Task instructions: Where a line below holds the string "Duration", copy that line.

Stored data entries:
#[tokio::test]
async fn already_aborted_rollout_never_takes_traffic() {
    let h = harness(healthy());
    seed_stable(&h, "api", "v1", "v1");
    let (handle, signal) = abort_pair();
    handle.abort();

    let state = h
        .controller
        .run(
            request("api", "v2", plan(StrategyKind::Canary, &[10, 100], Duration::ZERO)),
            signal,
        )
        .await
        .unwrap();

    assert_eq!(state.outcome, Some(Outcome::RolledBack));
    assert_eq!(applied_to(&h, "api/v2"), vec![0]);
    assert_eq!(status(&h, "api/v2"), LifecycleState::Terminated);
}

// ── Concurrency ────────────────────────────────────────────────────

/// Holds every probe until released.
struct GatedProbe {
    entered: Notify,
    release: Notify,
}

impl Probe for GatedProbe {
    fn probe<'a>(&'a self, _endpoint: &'a HealthEndpoint) -> ProbeFuture<'a> {
        Box::pin(async move {
            self.entered.notify_one();
            self.release.notified().await;
            ProbeResult::Healthy
        })
    }
}

#[tokio::test]
async fn second_rollout_for_same_service_is_rejected() {
    let probe = Arc::new(GatedProbe {
        entered: Notify::new(),
        release: Notify::new(),
    });
    let h = harness(probe.clone());
    seed_stable(&h, "api", "v1", "v1");

    let blue_green = RolloutPlan::blue_green(RetryPolicy {
        timeout: Duration::from_secs(60),
        ..retry()
    });

    let controller = h.controller.clone();
    let first = tokio::spawn({
        let plan = blue_green.clone();
        async move {
            controller
                .run(request("api", "v2", plan), AbortSignal::never())
                .await
        }
    });

    probe.entered.notified().await;

    let err = h
        .controller
        .run(request("api", "v3", blue_green.clone()), AbortSignal::never())
        .await
        .unwrap_err();
    assert!(matches!(err, CutoverError::RolloutInProgress(ref s) if s == "api"));

    // A second process sharing the state store is refused by the claim.
    let other = harness_with_store(healthy(), h.controller.store().clone());
    let err = other
        .controller
        .run(request("api", "v3", blue_green), AbortSignal::never())
        .await
        .unwrap_err();
    assert!(matches!(err, CutoverError::RolloutInProgress(_)));
    assert!(other.compute.calls().is_empty());

    let in_flight = h.controller.store().get_rollout("api").unwrap().unwrap();
    assert_eq!(in_flight.version, "v2");
    assert_eq!(in_flight.phase, Phase::HealthChecking);

    // Initial check, then the check after the cutover.
    probe.release.notify_one();
    probe.entered.notified().await;
    probe.release.notify_one();

    let state = first.await.unwrap().unwrap();
    assert_eq!(state.outcome, Some(Outcome::Succeeded));
    assert_eq!(state.version, "v2");
    assert!(!h.controller.leases().is_held("api"));
}

#[tokio::test]
async fn independent_services_roll_out_concurrently() {
    let h = harness(healthy());
    seed_stable(&h, "api", "blue", "v1");
    seed_stable(&h, "web", "blue", "v1");

    let (api, web) = tokio::join!(
        h.controller.run(
            request("api", "v2", RolloutPlan::blue_green(retry())),
            AbortSignal::never()
        ),
        h.controller.run(
            request("web", "v2", RolloutPlan::blue_green(retry())),
            AbortSignal::never()
        ),
    );

    assert_eq!(api.unwrap().outcome, Some(Outcome::Succeeded));
    assert_eq!(web.unwrap().outcome, Some(Outcome::Succeeded));
    assert_eq!(h.controller.router().weights("web"), weights(&[("web/green", 100)]));
}

// ── Environments ───────────────────────────────────────────────────

#[tokio::test]
async fn stopping_a_terminated_environment_is_not_found() {
    let h = harness(healthy());
    seed_stable(&h, "api", "blue", "v1");
    h.controller
        .run(
            request("api", "v2", RolloutPlan::blue_green(retry())),
            AbortSignal::never(),
        )
        .await
        .unwrap();

    let stops_before = h.compute.calls_of(ComputeOp::Stop).len();
    let err = h.controller.environments().stop("api/blue").await.unwrap_err();
    assert!(matches!(err, CutoverError::NotFound(_)));
    assert_eq!(status(&h, "api/blue"), LifecycleState::Terminated);
    assert_eq!(h.compute.calls_of(ComputeOp::Stop).len(), stops_before);
}

// ── Recovery ───────────────────────────────────────────────────────

#[tokio::test]
async fn recover_rolls_back_interrupted_rollout() {
    let store = StateStore::open_in_memory().unwrap();

    // What a process killed mid-canary leaves behind.
    let crashed = harness_with_store(healthy(), store.clone());
    let stable = seed_stable(&crashed, "api", "v1", "v1");
    let mut active = Environment::from_spec(stable.spec(1), 0);
    active.slot = "v2".to_string();
    active.version = "v2".to_string();
    active.state = LifecycleState::Healthy;
    let mut state = RolloutState::new(
        "api",
        "prod",
        "v2",
        4,
        plan(StrategyKind::Canary, &[25, 100], Duration::ZERO),
        Some(stable),
        1_000,
    );
    state.phase = Phase::Promoting;
    state.step = 1;
    state.weight = 25;
    state.active = Some(active);
    store.put_rollout(&state).unwrap();

    let h = harness_with_store(healthy(), store.clone());
    let recovered = h.controller.recover("api").await.unwrap();

    assert_eq!(recovered.outcome, Some(Outcome::RolledBack));
    assert!(recovered.reason.unwrap().contains("promoting"));
    assert_eq!(h.routing.observed()["api/v1"], 100);
    assert_eq!(h.routing.observed()["api/v2"], 0);
    assert_eq!(h.compute.calls_of(ComputeOp::Stop)[0].key, "api/v2");
    assert!(store.get_rollout("api").unwrap().is_none());
    assert_eq!(store.list_history("api", 5).unwrap().len(), 1);

    // Nothing left to recover.
    assert!(matches!(
        h.controller.recover("api").await,
        Err(CutoverError::NotFound(_))
    ));
}

/// A rollout record as a process killed mid-flight leaves it: `v1` stable,
/// `v2` in the given state, and the run at `phase` with `weight` on `v2`.
fn crashed_rollout(
    store: &StateStore,
    phase: Phase,
    step: usize,
    weight: u8,
    target: LifecycleState,
) -> RolloutState {
    let crashed = harness_with_store(healthy(), store.clone());
    let stable = seed_stable(&crashed, "api", "v1", "v1");
    let mut active = Environment::from_spec(stable.spec(4), 0);
    active.slot = "v2".to_string();
    active.version = "v2".to_string();
    active.state = target;
    let mut state = RolloutState::new(
        "api",
        "prod",
        "v2",
        4,
        plan(StrategyKind::Canary, &[10, 100], Duration::ZERO),
        Some(stable),
        1_000,
    );
    state.phase = phase;
    state.step = step;
    state.weight = weight;
    state.active = Some(active);
    store.put_rollout(&state).unwrap();
    state
}

#[tokio::test]
async fn recover_resends_stable_traffic_even_when_recorded_at_zero() {
    let store = StateStore::open_in_memory().unwrap();
    // Killed after the routing layer took 10% but before the step was recorded.
    crashed_rollout(&store, Phase::Promoting, 0, 0, LifecycleState::Healthy);

    let h = harness_with_store(healthy(), store.clone());
    let recovered = h.controller.recover("api").await.unwrap();

    assert_eq!(recovered.outcome, Some(Outcome::RolledBack));
    assert_eq!(applied_to(&h, "api/v1"), vec![100]);
    assert_eq!(applied_to(&h, "api/v2"), vec![0]);
    assert_eq!(h.routing.observed()["api/v1"], 100);
    assert_eq!(status(&h, "api/v2"), LifecycleState::Terminated);
}

#[tokio::test]
async fn recover_finishes_rollout_interrupted_in_cleanup() {
    let store = StateStore::open_in_memory().unwrap();
    let state = crashed_rollout(&store, Phase::Cleanup, 2, 100, LifecycleState::Healthy);
    // Cleanup records the new stable environment first.
    let mut promoted = state.active.clone().unwrap();
    promoted.state = LifecycleState::Live;
    store.put_stable(&promoted).unwrap();

    let h = harness_with_store(healthy(), store.clone());
    let recovered = h.controller.recover("api").await.unwrap();

    assert_eq!(recovered.outcome, Some(Outcome::Succeeded));
    assert_eq!(h.routing.observed()["api/v2"], 100);
    assert_eq!(h.routing.observed()["api/v1"], 0);
    assert_eq!(status(&h, "api/v2"), LifecycleState::Live);
    assert_eq!(status(&h, "api/v1"), LifecycleState::Terminated);
    assert_eq!(h.compute.calls_of(ComputeOp::Stop)[0].key, "api/v1");

    let stable = store.get_stable("api").unwrap().unwrap();
    assert_eq!(stable.version, "v2");
    assert!(store.get_rollout("api").unwrap().is_none());
}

Written response:
            request("api", "v2", plan(StrategyKind::Canary, &[10, 100], Duration::ZERO)),
        timeout: Duration::from_secs(60),
        plan(StrategyKind::Canary, &[25, 100], Duration::ZERO),
        plan(StrategyKind::Canary, &[10, 100], Duration::ZERO),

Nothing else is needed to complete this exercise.